By watching the tiny, pulsing motions of a newly fertilized mouse egg, researchers in a new study could determine which eggs stood the best chance of producing healthy mice. The same procedure should also work with human eggs, the researchers said yesterday, opening up the possibility of dramatically improving the success rates of in-vitro fertilization.
In a paper in the current issue of Nature Communications, the researchers found that the insides of a newly fertilized egg slowly vibrate, and that the speed and direction of these movements was associated with the egg's likelihood of success.
Using high-speed photography, the researchers could predict within hours of fertilization whether an egg would be viable—the fastest and earliest method ever devised, says the paper's senior author, Magdalena Zernicka-Goetz, of the University of Cambridge. The method is potentially safer than current techniques, which require removing cells from the developing embryo to determine their viability.

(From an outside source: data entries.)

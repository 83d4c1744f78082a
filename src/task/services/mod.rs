//! Application services for task lifecycle orchestration.

mod lifecycle;

pub use lifecycle::{
    CreateTaskRequest, TaskLifecycleError, TaskLifecycleResult, TaskLifecycleService,
    UpdateTaskRequest,
};
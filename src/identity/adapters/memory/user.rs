//! In-memory user repository.

use async_trait::async_trait;
use std::collections::HashMap;
use std::sync::{Arc, RwLock};

use crate::identity::{
    domain::{EmailAddress, User, UserId},
    ports::{UserRepository, UserRepositoryError, UserRepositoryResult},
};

/// Thread-safe in-memory user repository.
#[derive(Debug, Clone, Default)]
pub struct InMemoryUserRepository {
    state: Arc<RwLock<InMemoryUserState>>,
}

#[derive(Debug, Default)]
struct InMemoryUserState {
    users: HashMap<UserId, User>,
    email_index: HashMap<EmailAddress, UserId>,
}

impl InMemoryUserRepository {
    /// Creates an empty in-memory repository.
    #[must_use]
    pub fn new() -> Self {
        Self::default()
    }
}

fn lock_error(err: impl std::fmt::Display) -> UserRepositoryError {
    UserRepositoryError::persistence(std::io::Error::other(err.to_string()))
}

#[async_trait]
impl UserRepository for InMemoryUserRepository {
    async fn store(&self, user: &User) -> UserRepositoryResult<()> {
        let mut state = self.state.write().map_err(lock_error)?;
        if state.users.contains_key(&user.id()) {
            return Err(UserRepositoryError::DuplicateUser(user.id()));
        }
        if state.email_index.contains_key(user.email()) {
            return Err(UserRepositoryError::DuplicateEmail(user.email().clone()));
        }

        state.email_index.insert(user.email().clone(), user.id());
        state.users.insert(user.id(), user.clone());
        Ok(())
    }

    async fn find_by_id(&self, id: UserId) -> UserRepositoryResult<Option<User>> {
        let state = self.state.read().map_err(lock_error)?;
        Ok(state.users.get(&id).cloned())
    }

    async fn find_by_email(&self, email: &EmailAddress) -> UserRepositoryResult<Option<User>> {
        let state = self.state.read().map_err(lock_error)?;
        let user = state
            .email_index
            .get(email)
            .and_then(|user_id| state.users.get(user_id))
            .cloned();
        Ok(user)
    }

    async fn find_many(&self, ids: &[UserId]) -> UserRepositoryResult<Vec<User>> {
        let state = self.state.read().map_err(lock_error)?;
        Ok(ids
            .iter()
            .filter_map(|id| state.users.get(id).cloned())
            .collect())
    }
}
//! Mail transport port.

use crate::notification::domain::OutgoingMail;
use async_trait::async_trait;
use std::sync::Arc;
use thiserror::Error;

/// Result type for mail delivery.
pub type MailerResult<T> = Result<T, MailerError>;

/// Delivers rendered mail.
#[cfg_attr(test, mockall::automock)]
#[async_trait]
pub trait Mailer: Send + Sync {
    /// Sends one message.
    ///
    /// # Errors
    ///
    /// Returns [`MailerError::Unavailable`] for failures worth retrying and
    /// [`MailerError::Rejected`] when the transport refuses the message.
    async fn send(&self, mail: &OutgoingMail) -> MailerResult<()>;
}

/// Errors returned by mail transports.
#[derive(Debug, Clone, Error)]
pub enum MailerError {
    /// The transport is temporarily unreachable.
    #[error("mail transport unavailable: {0}")]
    Unavailable(Arc<dyn std::error::Error + Send + Sync>),

    /// The transport refused the message permanently.
    #[error("mail rejected: {0}")]
    Rejected(String),
}

impl MailerError {
    /// Wraps a transport error as temporarily unavailable.
    pub fn unavailable(err: impl std::error::Error + Send + Sync + 'static) -> Self {
        Self::Unavailable(Arc::new(err))
    }

    /// Returns `true` when a later attempt may succeed.
    #[must_use]
    pub const fn is_transient(&self) -> bool {
        matches!(self, Self::Unavailable(_))
    }
}
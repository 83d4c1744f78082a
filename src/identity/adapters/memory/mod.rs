//! In-memory identity adapters.

mod token;
mod user;

pub use token::InMemoryAccessTokenRepository;
pub use user::InMemoryUserRepository;
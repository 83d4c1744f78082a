//! Notification delivery services.

mod dispatcher;

pub use dispatcher::{NotificationDispatcher, NotificationError, RetryPolicy};
//! Shared fixtures for task unit tests.

use std::sync::Arc;
use std::time::Duration;

use crate::identity::{
    adapters::memory::InMemoryUserRepository,
    domain::{Actor, EmailAddress, NewUser, PasswordHash, Role, User, UserName},
    ports::UserRepository,
};
use crate::task::{
    adapters::{
        cache::MokaTaskListCache,
        memory::{InMemoryTaskRepository, RecordingEventPublisher},
    },
    domain::Task,
    services::{CreateTaskRequest, TaskLifecycleService},
};
use mockable::DefaultClock;

pub(super) type TestService = TaskLifecycleService<
    InMemoryTaskRepository,
    InMemoryUserRepository,
    MokaTaskListCache,
    RecordingEventPublisher,
    DefaultClock,
>;

/// Lifecycle service with handles on every in-memory port.
pub(super) struct Harness {
    pub service: TestService,
    pub tasks: Arc<InMemoryTaskRepository>,
    pub users: Arc<InMemoryUserRepository>,
    pub publisher: Arc<RecordingEventPublisher>,
}

impl Harness {
    pub fn new() -> Self {
        let tasks = Arc::new(InMemoryTaskRepository::new());
        let users = Arc::new(InMemoryUserRepository::new());
        let publisher = Arc::new(RecordingEventPublisher::new());
        let cache = Arc::new(MokaTaskListCache::new(64, Duration::from_secs(3600)));
        let service = TaskLifecycleService::new(
            Arc::clone(&tasks),
            Arc::clone(&users),
            cache,
            Arc::clone(&publisher),
            Arc::new(DefaultClock),
        );
        Self {
            service,
            tasks,
            users,
            publisher,
        }
    }

    pub async fn user(&self, name: &str, role: Role) -> Actor {
        let user = user(name, role);
        self.users.store(&user).await.expect("store user");
        user.actor()
    }

    pub async fn task(&self, actor: Actor, title: &str, status: &str) -> Task {
        self.service
            .create(
                actor,
                CreateTaskRequest::new(title, format!("{title} details")).with_status(status),
            )
            .await
            .expect("create task")
    }
}

pub(super) fn user(name: &str, role: Role) -> User {
    User::new(
        NewUser {
            name: UserName::new(name).expect("valid name"),
            email: EmailAddress::new(format!("{}@example.com", name.to_lowercase()))
                .expect("valid email"),
            password_hash: PasswordHash::create("password123").expect("valid password"),
            role,
        },
        &DefaultClock,
    )
}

The researchers have not tried this approach yet with human eggs, but say there's no reason it wouldn't work. "The same type of movements do happen in human eggs upon fertilization—we checked it," Zernicka-Goetz said at a news conference. "We are in the process of discussing with an in-vitro fertilization clinic in the U.K. to initiate such tests on human embryos."
Doctors have long sought ways to judge whether an embryo is worth implanting. This is particularly important in the United States because insurance often doesn't cover in-vitro fertilization, and many prospective parents can't afford the costly procedure more than once or twice, says Andrew La Barbera, scientific director for the American Society for Reproductive Medicine.
Doctors often implant multiple embryos to increase a woman's chances of a successful pregnancy. But this also increases the chances of twins and other multiple births, which are riskier for the babies.
By using a rapid-speed camera, the researchers could see that the cytoplasm—the liquid surrounding the cell's organelles—began to move more rapidly after fertilization than before. That pulsing continued for about four hours, though it waxed and waned in three distinct stages. The direction of the movement also changed during these periods. The vibrations slowed once a cell nucleus was formed.
La Barbera agrees that human embryos likely show similar movements, and says he found the paper elegant and novel. But he doubts that this kind of test could be as predictive in human eggs as the Cambridge researchers suggest it is in mice. Human couples have far more genetic diversity than the inbred mice used in the research, La Barbera says, and older women can have defects in their eggs that might not be visible with this technique.
"This study has great promise," he says. "It remains to be seen how well these results can be translated into humans."
Janice Evans, an associate professor at the Johns Hopkins Bloomberg School of Public Health, shares La Barbera's concerns about the applicability of the work to human embryos. The researchers' insight is profound, Evans says, but it is still too soon to tell if their method will work with human embryos.